Evolutionary changes have not taken place in a linear manner, but as a branching process of descent from a common ancestor; this is often portrayed as an evolutionary tree, with humans at the top of the tree. Of the 1.5 million identifiable species existing on Earth at the present time, every one is the result of a long line of extinct species. Bacteria are among the earliest known species of life on Earth and still survive today. The human body contains ten times more bacteria cells than it does human cells.

Mechanisms of evolution Although the broad outlines of the evolutionary sequence are known, much research is still necessary to fill in the details and to discover the mechanisms of evolutionary change. Evolution depends on the presence of heritable variations in a population which confers a selective advantage on the individuals displaying them.

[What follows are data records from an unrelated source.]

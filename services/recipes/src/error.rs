use axum::http::StatusCode;
use axum::response::{IntoResponse, Response};

use foodgram_core::error::error_response;

/// Recipes service domain error variants.
#[derive(Debug, thiserror::Error)]
pub enum RecipesServiceError {
    #[error("user not found")]
    UserNotFound,
    #[error("recipe not found")]
    RecipeNotFound,
    #[error("ingredient not found")]
    IngredientNotFound,
    #[error("tag not found")]
    TagNotFound,
    #[error("recipe is not in shopping cart")]
    ShoppingCartEntryNotFound,
    #[error("recipe is not in favorites")]
    FavoriteNotFound,
    #[error("subscription not found")]
    SubscriptionNotFound,
    #[error("recipe already in shopping cart")]
    AlreadyInShoppingCart,
    #[error("recipe already in favorites")]
    AlreadyFavorited,
    #[error("already subscribed to this author")]
    AlreadySubscribed,
    #[error("cannot subscribe to yourself")]
    SelfSubscription,
    #[error("user already exists")]
    UserAlreadyExists,
    #[error("tag already exists")]
    TagAlreadyExists,
    #[error("cooking time must be at least 1 minute")]
    InvalidCookingTime,
    #[error("ingredient amount must be at least 1")]
    InvalidAmount,
    #[error("recipe needs at least one ingredient")]
    MissingIngredients,
    #[error("ingredient listed more than once")]
    DuplicateIngredient,
    #[error("tag listed more than once")]
    DuplicateTag,
    #[error("invalid recipe name")]
    InvalidRecipeName,
    #[error("recipe image is required")]
    MissingImage,
    #[error("recipe text is too long")]
    RecipeTextTooLong,
    #[error("invalid username")]
    InvalidUsername,
    #[error("invalid email")]
    InvalidEmail,
    #[error("invalid first or last name")]
    InvalidPersonName,
    #[error("invalid tag color")]
    InvalidTagColor,
    #[error("invalid tag slug")]
    InvalidTagSlug,
    #[error("missing data")]
    MissingData,
    #[error("forbidden")]
    Forbidden,
    #[error("internal error")]
    Internal(#[from] anyhow::Error),
}

impl RecipesServiceError {
    pub fn kind(&self) -> &'static str {
        match self {
            Self::UserNotFound => "USER_NOT_FOUND",
            Self::RecipeNotFound => "RECIPE_NOT_FOUND",
            Self::IngredientNotFound => "INGREDIENT_NOT_FOUND",
            Self::TagNotFound => "TAG_NOT_FOUND",
            Self::ShoppingCartEntryNotFound => "SHOPPING_CART_ENTRY_NOT_FOUND",
            Self::FavoriteNotFound => "FAVORITE_NOT_FOUND",
            Self::SubscriptionNotFound => "SUBSCRIPTION_NOT_FOUND",
            Self::AlreadyInShoppingCart => "ALREADY_IN_SHOPPING_CART",
            Self::AlreadyFavorited => "ALREADY_FAVORITED",
            Self::AlreadySubscribed => "ALREADY_SUBSCRIBED",
            Self::SelfSubscription => "SELF_SUBSCRIPTION",
            Self::UserAlreadyExists => "USER_ALREADY_EXISTS",
            Self::TagAlreadyExists => "TAG_ALREADY_EXISTS",
            Self::InvalidCookingTime => "INVALID_COOKING_TIME",
            Self::InvalidAmount => "INVALID_AMOUNT",
            Self::MissingIngredients => "MISSING_INGREDIENTS",
            Self::DuplicateIngredient => "DUPLICATE_INGREDIENT",
            Self::DuplicateTag => "DUPLICATE_TAG",
            Self::InvalidRecipeName => "INVALID_RECIPE_NAME",
            Self::MissingImage => "MISSING_IMAGE",
            Self::RecipeTextTooLong => "RECIPE_TEXT_TOO_LONG",
            Self::InvalidUsername => "INVALID_USERNAME",
            Self::InvalidEmail => "INVALID_EMAIL",
            Self::InvalidPersonName => "INVALID_PERSON_NAME",
            Self::InvalidTagColor => "INVALID_TAG_COLOR",
            Self::InvalidTagSlug => "INVALID_TAG_SLUG",
            Self::MissingData => "MISSING_DATA",
            Self::Forbidden => "FORBIDDEN",
            Self::Internal(_) => "INTERNAL",
        }
    }

    pub fn status(&self) -> StatusCode {
        match self {
            Self::UserNotFound
            | Self::RecipeNotFound
            | Self::IngredientNotFound
            | Self::TagNotFound
            | Self::ShoppingCartEntryNotFound
            | Self::FavoriteNotFound
            | Self::SubscriptionNotFound => StatusCode::NOT_FOUND,
            Self::UserAlreadyExists | Self::TagAlreadyExists => StatusCode::CONFLICT,
            Self::Forbidden => StatusCode::FORBIDDEN,
            Self::Internal(_) => StatusCode::INTERNAL_SERVER_ERROR,
            // Duplicate joins are reported as validation failures.
            Self::AlreadyInShoppingCart
            | Self::AlreadyFavorited
            | Self::AlreadySubscribed
            | Self::SelfSubscription
            | Self::InvalidCookingTime
            | Self::InvalidAmount
            | Self::MissingIngredients
            | Self::DuplicateIngredient
            | Self::DuplicateTag
            | Self::InvalidRecipeName
            | Self::MissingImage
            | Self::RecipeTextTooLong
            | Self::InvalidUsername
            | Self::InvalidEmail
            | Self::InvalidPersonName
            | Self::InvalidTagColor
            | Self::InvalidTagSlug
            | Self::MissingData => StatusCode::BAD_REQUEST,
        }
    }
}

impl IntoResponse for RecipesServiceError {
    fn into_response(self) -> Response {
        if let Self::Internal(ref e) = self {
            tracing::error!(error = ?e, kind = "INTERNAL", "internal error");
        }
        error_response(self.status(), self.kind(), &self.to_string())
    }
}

The phrase ‘survival of the fittest’ is misleading since it implies the death of the ‘unfit’ individuals. From an evolutionary point of view, fertility is much more important than survival since if one type regularly leaves more offspring than another, the frequency of the more fertile type in the population is bound to increase. Fertility depends on many things including general vigour, the length of the reproductive period, and the ability to mate successfully.

Heritable changes arise from genetic mutations which occur spontaneously in all organisms. Many investigations that are currently being made into the genetic structures of living plant and animal populations show the relative importance of mutations and isolation in the origin of new species. It is believed that the processes now occurring on a very small scale are the same as those which have caused the evolution of the major groups over a vast period of geological time. These studies should therefore throw light on the mechanism of evolution.